Notes are immutable. To “transfer part” of a note, the owner spends the full note and creates new notes (change + outputs)—like Bitcoin UTXOs.

Open notes

Most notes hide the amount (and use encryption keyed to the channel) so observers learn little from ciphertext alone. Open notes are a deliberate exception for flows where the output amount is not fixed at proof time—for example, an AMM swap where the execution price is determined on-chain after the privacy proof is built. Conceptually:
  • Same note object — still an owner, token, and amount slot in pool storage; still spent with a nullifier like any other note.
  • Reserved encoding — the protocol uses a fixed salt value (see paper §6.1.1) so the stored payload is not ciphertext in the usual sense. After the note is filled, the amount (and related fields the spec exposes for this mode, such as token and depositor where applicable) appear in plaintext on-chain—anyone can read them.
  • Lifecycle — you typically create an open note in an “empty” or partial state inside a transaction whose proof already authorizes the shape of the flow, then an external contract (for example via Invoke) completes the swap and writes the final amount into that note.
Privacy tradeoff: open notes protect who is interacting with DeFi and how notes chain through the pool, but they do not hide the filled amount on that leg. Use them only where the protocol needs an on-chain fill after proving. For ordinary transfers, use confidential notes. See Anonymous DeFi and open notes for the high-level swap pattern and Encryption and viewing keys for how encoding differs from standard note encryption.
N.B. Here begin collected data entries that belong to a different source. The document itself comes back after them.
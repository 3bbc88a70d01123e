/// Staff view of the support queue
///
/// # Endpoints
///
/// - `GET /api/admin/support/tickets?status=&priority=&category=` - Queue with counts
/// - `GET /api/admin/support/tickets/:id` - Any ticket with its thread
/// - `POST /api/admin/support/tickets/:id` - Staff reply, emailed to the owner
/// - `PATCH /api/admin/support/tickets/:id` - Set status and/or priority
///
/// Staff are accounts with role `admin` or an email in `ADMIN_EMAIL_DOMAIN`.

use crate::{
    app::AppState,
    error::{ApiError, ApiResult},
    routes::{non_blank, required, support::{ticket_recipient, TicketDetail}},
};
use axum::{
    extract::{Path, Query, State},
    Extension, Json,
};
use collegecomps_shared::{
    auth::{authorization::require_admin, middleware::AuthContext},
    models::support_ticket::{
        is_valid_priority, is_valid_status, MessageAuthor, SupportTicket, TicketFilter, TicketStats,
    },
};
use serde::{Deserialize, Serialize};
use serde_json::{json, Value};

#[derive(Debug, Deserialize)]
pub struct QueueQuery {
    pub status: Option<String>,
    pub priority: Option<String>,
    pub category: Option<String>,
}

#[derive(Debug, Serialize)]
pub struct QueueResponse {
    pub tickets: Vec<SupportTicket>,
    pub stats: TicketStats,
}

#[derive(Debug, Deserialize)]
pub struct StaffReplyRequest {
    pub message: Option<String>,
}

#[derive(Debug, Deserialize)]
pub struct TicketUpdateRequest {
    pub status: Option<String>,
    pub priority: Option<String>,
}

fn require_staff(state: &AppState, auth: &AuthContext) -> ApiResult<()> {
    require_admin(auth, state.admin_domain()).map_err(|e| {
        tracing::warn!(user_id = auth.user_id, "Non-staff account tried an admin endpoint");
        ApiError::from(e)
    })
}

async fn load_ticket(state: &AppState, id: i64) -> ApiResult<SupportTicket> {
    SupportTicket::find_by_id(&state.db, id)
        .await?
        .ok_or_else(|| ApiError::NotFound("Ticket not found".to_string()))
}

pub async fn list_tickets(
    State(state): State<AppState>,
    Extension(auth): Extension<AuthContext>,
    Query(query): Query<QueueQuery>,
) -> ApiResult<Json<QueueResponse>> {
    require_staff(&state, &auth)?;

    let filter = TicketFilter {
        status: non_blank(&query.status).map(str::to_string),
        priority: non_blank(&query.priority).map(str::to_string),
        category: non_blank(&query.category).map(str::to_string),
    };

    let tickets = SupportTicket::list_filtered(&state.db, &filter).await?;
    let stats = SupportTicket::stats(&state.db).await?;

    Ok(Json(QueueResponse { tickets, stats }))
}

pub async fn get_ticket(
    State(state): State<AppState>,
    Extension(auth): Extension<AuthContext>,
    Path(id): Path<i64>,
) -> ApiResult<Json<TicketDetail>> {
    require_staff(&state, &auth)?;

    let ticket = load_ticket(&state, id).await?;
    let messages = SupportTicket::messages(&state.db, ticket.id).await?;

    Ok(Json(TicketDetail { ticket, messages }))
}

/// Staff reply; the owner is notified by email
pub async fn reply_to_ticket(
    State(state): State<AppState>,
    Extension(auth): Extension<AuthContext>,
    Path(id): Path<i64>,
    Json(req): Json<StaffReplyRequest>,
) -> ApiResult<Json<Value>> {
    require_staff(&state, &auth)?;

    let message = required(&req.message, "Message is required")?;
    let ticket = load_ticket(&state, id).await?;

    let message_id =
        SupportTicket::add_message(&state.db, ticket.id, MessageAuthor::Staff(auth.user_id), message)
            .await?;

    tracing::info!(ticket_id = ticket.id, staff_id = auth.user_id, "Staff replied to ticket");

    state
        .send_email(state.emails.ticket_reply(
            ticket_recipient(&ticket),
            ticket.id,
            &ticket.subject,
            message,
            true,
        ))
        .await;

    Ok(Json(json!({ "success": true, "messageId": message_id })))
}

pub async fn update_ticket(
    State(state): State<AppState>,
    Extension(auth): Extension<AuthContext>,
    Path(id): Path<i64>,
    Json(req): Json<TicketUpdateRequest>,
) -> ApiResult<Json<Value>> {
    require_staff(&state, &auth)?;

    let status = non_blank(&req.status);
    let priority = non_blank(&req.priority);

    if status.is_none() && priority.is_none() {
        return Err(ApiError::BadRequest("No updates provided".to_string()));
    }
    if status.is_some_and(|s| !is_valid_status(s)) {
        return Err(ApiError::BadRequest("Invalid status".to_string()));
    }
    if priority.is_some_and(|p| !is_valid_priority(p)) {
        return Err(ApiError::BadRequest("Invalid priority".to_string()));
    }

    if !SupportTicket::update_fields(&state.db, id, status, priority).await? {
        return Err(ApiError::NotFound("Ticket not found".to_string()));
    }

    tracing::info!(ticket_id = id, ?status, ?priority, "Ticket updated by staff");

    Ok(Json(json!({ "success": true })))
}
Note identifier and storage

The note id determines where the encrypted note is stored. It is derived from a channel key (c), token, and a sequential index (i) inside that channel’s subchannel for that token. Only parties who know the channel layout can locate and decrypt notes efficiently.

Nullifiers

Spending reveals a nullifier computed from the note parameters and the owner’s private viewing key. Properties:
  • Deterministic — one valid nullifier per note.
  • Unique — prevents double-spend when the contract records used nullifiers.
  • Unlinkable — observers cannot map a nullifier back to a specific note without the viewing key.
The sender of a note cannot compute the nullifier (they don’t know the recipient’s private viewing key when the note is for someone else), so they can’t see when the note is spent. See also: Discovery (sequential indices), Encryption.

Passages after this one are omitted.